Liquidation expenses are recoverable only from collateral proceeds.
(5) Accrued interest will be supported by documentation as to how
the amount was accrued.
(6) Loss payments will be paid by the Agency within 60 calendar
days after the receipt of the final loss report and accounting of the
collateral.
(7) Should there be a circumstance where the lender cannot or will
not sign a final report of loss, the State Director may complete the
final report of loss and submit it to the Finance Office without the
lender's signature. Before this action can be taken, all collateral
must be disposed of or accounted for; there must be no evidence of
fraud, misrepresentation, or negligent servicing by the lender; and all
efforts to obtain the cooperation of the lender must have been
exhausted and documented.
(d) Maximum guarantee payment. The maximum guarantee payment will
not exceed the amount of guarantee
[[Page 2934]]
percentage as contained in the guarantee agreement (but in no event
more than 90%) times the allowable loss amount.
(e) Rent. Any net rental or other income that has been received by
the lender from the collateral will be applied on the guaranteed loan
debt after paying operating expenses of the property.
(f) Liquidation costs. Liquidation costs will be deducted from the
proceeds of the disposition of primary collateral. If changed
circumstances after submission of the liquidation plan require a
substantial revision of liquidation costs, the lender will procure the
Agency's written concurrence prior to proceeding with the proposed
changes.
(g) Payment. When the Agency finds the final report of loss to be
proper in all respects, it will approve the form and proceed as
follows:
(1) If the loss is greater than any estimated loss payment, the
Agency will pay the additional amount owed by the Agency to the lender.
(2) If the loss is less than the estimated loss payment, the lender
will reimburse the Agency for the overpayment.
(3) If the Agency determines that it is in the Government's best
interest to take assignment of the loan and conduct liquidation, as
stipulated in 42 U.S.C. 1490(i)(3), Assignment by Secretary, the Agency
will pay the lender in accordance with the Loan Note Guarantee.
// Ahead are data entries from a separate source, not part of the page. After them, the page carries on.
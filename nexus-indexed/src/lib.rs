//! Ordered collections with secondary hash indices.
//!
//! An [`IndexedList`] behaves like a `Vec` of records, and additionally keeps
//! one [`MultiValueIndex`] per registered property so that "all records where
//! `group == "a"`" is an O(1) average lookup instead of a scan.
//!
//! The hard part is the maintenance discipline: every mutation of the list
//! (push, insert, remove, remove-at, replace-at, clear) updates every index
//! before returning, so index state never diverges from list state.
//!
//! # Quick Start
//!
//! ```
//! use nexus_indexed::IndexedList;
//!
//! #[derive(Debug, Clone, PartialEq)]
//! struct Order {
//!     id: u64,
//!     symbol: String,
//!     price: u64,
//! }
//!
//! let mut orders = IndexedList::builder()
//!     .index("symbol", |o: &Order| o.symbol.clone())
//!     .index("price", |o: &Order| o.price)
//!     .build()
//!     .unwrap();
//!
//! orders.push(Order { id: 1, symbol: "AAPL".into(), price: 100 });
//! orders.push(Order { id: 2, symbol: "MSFT".into(), price: 100 });
//! orders.push(Order { id: 3, symbol: "AAPL".into(), price: 101 });
//!
//! assert_eq!(orders.count_by("symbol", &"AAPL".to_string()), Ok(2));
//! assert_eq!(orders.count_by("price", &100u64), Ok(2));
//!
//! // Positional writes re-index.
//! orders.replace_at(0, Order { id: 1, symbol: "MSFT".into(), price: 99 }).unwrap();
//! assert_eq!(orders.count_by("symbol", &"AAPL".to_string()), Ok(1));
//! assert_eq!(orders.count_by("price", &99u64), Ok(1));
//! ```
//!
//! # Layout
//!
//! ```text
//! Slab<T>            - owns records, stable slot per record
//! Vec<slot>          - list order
//! MultiValueIndex    - one per property: key -> slots
//! ```
//!
//! Indices hold slots, not copies of records, so `T` needs neither `Clone`
//! nor `Hash`. Only the key types produced by the accessors are hashed.
//!
//! # Errors
//!
//! | Condition | Error |
//! |-----------|-------|
//! | Property is not a simple property read | [`Error::InvalidProperty`] |
//! | Property registered twice | [`Error::DuplicateProperty`] |
//! | Lookup on an unregistered property | [`Error::NotIndexed`] |
//! | Lookup with the wrong key type | [`Error::KeyType`] |
//! | Position out of range | [`Error::OutOfRange`] / [`InsertError`] |
//!
//! Removing a record or association that is not present is a no-op, not an
//! error.
//!
//! # Concurrency
//!
//! No internal locking. Mutation takes `&mut self`, so the borrow checker
//! enforces a single writer; wrap the list in a lock to share it.

#![warn(missing_docs)]

pub mod builder;
pub mod error;
mod index;
pub mod list;
pub mod multi;
mod property;

pub use builder::Builder;
pub use error::{Error, InsertError};
pub use list::{IndexedList, Records};
pub use multi::MultiValueIndex;
// Copyright (c) 2024-2026 Martin Schröder <info@swedishembedded.com>
//
// SPDX-License-Identifier: MIT
use async_trait::async_trait;
use serde_json::{json, Map, Value};

use crate::runtime::ToolRuntime;
use crate::tool::{Tool, ToolReply};

/// Freeform plan notes.  The structured counterpart is `plan_update`.
pub struct UpdatePlanTool;

#[async_trait]
impl Tool for UpdatePlanTool {
    fn name(&self) -> &str {
        "update_plan"
    }

    fn description(&self) -> &str {
        "Update the running task plan that the assistant is following."
    }

    fn parameters_schema(&self) -> Value {
        json!({
            "type": "object",
            "properties": {
                "plan": {"type": "string", "description": "New plan outline"},
                "explanation": {
                    "type": "string",
                    "description": "Optional reasoning or notes"
                }
            },
            "required": ["plan"]
        })
    }

    async fn execute(&self, rt: &ToolRuntime, args: &Map<String, Value>) -> ToolReply {
        let plan = args
            .get("plan")
            .and_then(|v| v.as_str())
            .unwrap_or("")
            .trim()
            .to_string();
        let explanation = args
            .get("explanation")
            .and_then(|v| v.as_str())
            .map(str::trim)
            .filter(|s| !s.is_empty())
            .map(str::to_string);

        rt.plan.lock().unwrap().summary = Some(plan.clone());
        rt.renderer
            .display_plan_update(&plan, explanation.as_deref());

        let mut response = String::from("plan updated");
        if let Some(notes) = &explanation {
            response.push_str(&format!("; notes: {notes}"));
        }
        ToolReply::text(response)
    }
}

// ─── Unit tests ──────────────────────────────────────────────────────────────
(h) Date of loss. The date of loss is the date on which the
collateral will be liquidated in the liquidation plan, unless an
alternative date is approved by the Agency. Where the Agency chooses to
accept an assignment of the loan or conveyance of title, the date of
loss will be the date on which the Agency accepts assignment of the
loan or conveyance of title.
(i) Allowable claim amount. The allowable claim amount must be
calculated by:
(1) Adding to the unpaid principal and interest on the date of
loss, an amount approved by the Agency for payments made by the lender
for amounts due and owning on the property, including:
(i) Property taxes and other protective advances as approved by the
Agency;
(ii) Water and sewer charges and other special assessments that are
liens prior to the guaranteed loan;
(iii) Insurance of the property; and
(iv) Reasonable liquidation expenses.
(2) And by deducting the following items:
(i) Any amount received by the lender on the account of the
guaranteed loan after the date of default;
(ii) Any net income received by the lender from the secured
property after the date of default; and
(iii) Any cash items retained by the lender, except any amount
representing a balance of the guaranteed loan not advanced to the
borrower. Any loan amount not advanced will be applied by the lender to
reduce the outstanding principal on the loan.
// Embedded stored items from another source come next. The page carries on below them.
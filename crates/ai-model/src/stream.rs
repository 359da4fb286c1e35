// Copyright (c) 2024-2026 Martin Schröder <info@swedishembedded.com>
//
// SPDX-License-Identifier: MIT
//! Translation of the provider's SSE event family into the internal
//! [`StreamEvent`] vocabulary.
//!
//! Reasoning and assistant text interleave and may arrive in arbitrary order
//! by `(item_id, index)`; every delta carries a stream key of the form
//! `<item_id>:<index>` (assistant) or `<item_id>:summary|text:<index>`
//! (reasoning) so consumers can demultiplex without per-provider knowledge.

use std::pin::Pin;

use futures::Stream;
use serde_json::Value;
use tracing::debug;

/// A stream of adapter events; dropping it aborts the underlying transfer.
pub type EventStream = Pin<Box<dyn Stream<Item = anyhow::Result<StreamEvent>> + Send>>;

/// One item of the final `response.output` array, provider order preserved.
#[derive(Debug, Clone, PartialEq)]
pub enum OutputItem {
    Message {
        id: Option<String>,
        text: String,
    },
    FunctionCall {
        id: Option<String>,
        call_id: String,
        name: String,
        arguments: String,
    },
    /// Raw reasoning payload; sanitized by the loop before transcript insertion.
    Reasoning(Value),
}

/// The terminal `response` object of a completed stream.
#[derive(Debug, Clone, Default, PartialEq)]
pub struct FinalResponse {
    pub output: Vec<OutputItem>,
}

impl FinalResponse {
    /// Parse the `response` payload of a `response.completed` event.
    ///
    /// Unknown output item types are skipped; item order is preserved.
    pub fn from_value(v: &Value) -> Self {
        let mut output = Vec::new();
        for item in v.get("output").and_then(|o| o.as_array()).into_iter().flatten() {
            match item.get("type").and_then(|t| t.as_str()).unwrap_or("") {
                "message" => {
                    let text: String = item
                        .get("content")
                        .and_then(|c| c.as_array())
                        .into_iter()
                        .flatten()
                        .filter(|block| {
                            block
                                .get("type")
                                .and_then(|t| t.as_str())
                                .is_some_and(|t| t.ends_with("text"))
                        })
                        .filter_map(|block| block.get("text").and_then(|t| t.as_str()))
                        .collect();
                    output.push(OutputItem::Message {
                        id: item.get("id").and_then(|i| i.as_str()).map(str::to_string),
                        text,
                    });
                }
                "tool_call" | "function_call" => {
                    let id = item.get("id").and_then(|i| i.as_str()).map(str::to_string);
                    let call_id = item
                        .get("call_id")
                        .and_then(|c| c.as_str())
                        .map(str::to_string)
                        .or_else(|| id.clone());
                    let name = item
                        .get("name")
                        .and_then(|n| n.as_str())
                        .unwrap_or_default()
                        .to_string();
                    let call_id = call_id.unwrap_or_else(|| format!("tool-{name}"));
                    let arguments = match item.get("arguments") {
                        Some(Value::String(s)) => s.clone(),
                        Some(other) => other.to_string(),
                        None => "{}".to_string(),
                    };
                    output.push(OutputItem::FunctionCall {
                        id,
                        call_id,
                        name,
                        arguments,
                    });
                }
                "reasoning" => output.push(OutputItem::Reasoning(item.clone())),
                other => debug!(item_type = other, "skipping unknown output item"),
            }
        }
        Self { output }
    }
}

/// The internal event vocabulary the agent loop consumes.
#[derive(Debug, Clone, PartialEq)]
pub enum StreamEvent {
    ReasoningDelta { key: String, delta: String },
    ReasoningDone { key: String, text: String },
    OutputTextDelta { key: String, delta: String },
    OutputTextDone {
        key: String,
        item_id: Option<String>,
        text: String,
    },
    Completed { response: FinalResponse },
    Error { message: String },
}

// ─── Stream key assembly ──────────────────────────────────────────────────────

fn index_of(v: &Value, primary: &str) -> u64 {
    v.get(primary)
        .and_then(|i| i.as_u64())
        .or_else(|| v.get("output_index").and_then(|i| i.as_u64()))
        .unwrap_or(0)
}

fn item_id_of(v: &Value, fallback: &str) -> String {
    v.get("item_id")
        .and_then(|i| i.as_str())
        .unwrap_or(fallback)
        .to_string()
}

/// `<item_id>:summary:<summary_index>` or `<item_id>:text:<content_index>`.
pub fn reasoning_key(v: &Value, summary: bool) -> String {
    if summary {
        format!("{}:summary:{}", item_id_of(v, "reasoning"), index_of(v, "summary_index"))
    } else {
        format!("{}:text:{}", item_id_of(v, "reasoning"), index_of(v, "content_index"))
    }
}

/// `<item_id>:<content_index>`.
pub fn assistant_key(v: &Value) -> String {
    format!("{}:{}", item_id_of(v, "assistant"), index_of(v, "content_index"))
}

// ─── SSE parsing ──────────────────────────────────────────────────────────────

/// Parse one complete SSE `data:` line into a [`StreamEvent`].
///
/// Returns `None` for blank lines, `event:` framing lines, unknown event
/// types, and payloads the loop does not need (`function_call_arguments`
/// deltas — the final arguments arrive with `response.completed`).
pub fn parse_sse_data_line(line: &str) -> Option<anyhow::Result<StreamEvent>> {
    let data = line.strip_prefix("data:")?.trim();
    if data.is_empty() || data == "[DONE]" {
        return None;
    }
    let v: Value = serde_json::from_str(data).ok()?;
    let event_type = v.get("type").and_then(|t| t.as_str()).unwrap_or("");

    match event_type {
        "response.reasoning_text.delta" | "response.reasoning_summary_text.delta" => {
            let delta = v.get("delta").and_then(|d| d.as_str()).unwrap_or("");
            if delta.is_empty() {
                return None;
            }
            let summary = event_type.contains("summary");
            Some(Ok(StreamEvent::ReasoningDelta {
                key: reasoning_key(&v, summary),
                delta: delta.to_string(),
            }))
        }
        "response.reasoning_text.done" | "response.reasoning_summary_text.done" => {
            let summary = event_type.contains("summary");
            Some(Ok(StreamEvent::ReasoningDone {
                key: reasoning_key(&v, summary),
                text: v
                    .get("text")
                    .and_then(|t| t.as_str())
                    .unwrap_or_default()
                    .to_string(),
            }))
        }
        "response.output_text.delta" => {
            let delta = v.get("delta").and_then(|d| d.as_str()).unwrap_or("");
            if delta.is_empty() {
                return None;
            }
            Some(Ok(StreamEvent::OutputTextDelta {
                key: assistant_key(&v),
                delta: delta.to_string(),
            }))
        }
        "response.output_text.done" => Some(Ok(StreamEvent::OutputTextDone {
            key: assistant_key(&v),
            item_id: v.get("item_id").and_then(|i| i.as_str()).map(str::to_string),
            text: v
                .get("text")
                .and_then(|t| t.as_str())
                .unwrap_or_default()
                .to_string(),
        })),
        "response.completed" => {
            let response = v
                .get("response")
                .map(FinalResponse::from_value)
                .unwrap_or_default();
            Some(Ok(StreamEvent::Completed { response }))
        }
        "response.error" | "error" => {
            let message = v
                .get("error")
                .and_then(|e| e.get("message"))
                .and_then(|m| m.as_str())
                .map(str::to_string)
                .unwrap_or_else(|| {
                    v.get("error")
                        .map(|e| e.to_string())
                        .unwrap_or_else(|| "provider error".into())
                });
            Some(Ok(StreamEvent::Error { message }))
        }
        other => {
            debug!(event_type = other, "ignoring stream event");
            None
        }
    }
}

/// Drain all complete `\n`-terminated SSE lines from `buf`.
///
/// A single SSE event may be split across TCP chunks; the trailing
/// incomplete line stays in `buf` until the next chunk extends it.
pub fn drain_complete_sse_lines(buf: &mut String) -> Vec<anyhow::Result<StreamEvent>> {
    let mut events = Vec::new();
    while let Some(nl_pos) = buf.find('\n') {
        let line = buf[..nl_pos].trim_end_matches('\r').to_string();
        *buf = buf[nl_pos + 1..].to_string();
        if let Some(ev) = parse_sse_data_line(&line) {
            events.push(ev);
        }
    }
    events
}

// ─── Unit tests ──────────────────────────────────────────────────────────────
(j) Lender certification. The lender must certify that all
possibilities of collection have been exhausted and that all of the
items specified in paragraph (c) of this section have been identified
and reported to the Agency as a condition for payment of claim.
0
14. A new subpart K, consisting of Sec. Sec. 3565.501 through 3565.550
is added to read as follows:
Subpart K--Agency Guaranteed Loans That Back Ginnie Mae Guaranteed
Securities
Sec.
3565.501 Applicability.
3565.502 Incontestability.
3565.503 Repurchase.
3565.504 Transfers.
3565.505 Liability.
3565.506-3565.549 [Reserved]
3565.550 OMB control number.
Sec. 3565.501 Applicability.
The provisions of this subpart apply when Agency guaranteed loans
are used to back Ginnie Mae securities. In instances where this subpart
applies, the provisions of this subpart prevail over any other
provisions of this part.
Sec. 3565.502 Incontestability.
In the case of loans that back Ginnie Mae securities or loans that
are acquired by Ginnie Mae as a consequence of its guaranty, the Agency
guarantee under this part is incontestable except that the guarantee
may not be enforced by a lender who commits fraud or misrepresentation
or by a lender who had knowledge of the fraud or misrepresentation at
the time such a lender acquired the guarantee or was assigned the loan.
Sec. 3565.503 Repurchase.
Lenders and security Holders must comply with Ginnie Mae
requirements regarding the repurchase of loans from pools backing
Ginnie Mae guaranteed securities.
Sec. 3565.504 Transfers.
(a) Loans and/or mortgage servicing on loans backing Ginnie Mae
guaranteed securities may only be transferred to a Ginnie Mae issuer
and may only be transferred with prior Ginnie Mae approval.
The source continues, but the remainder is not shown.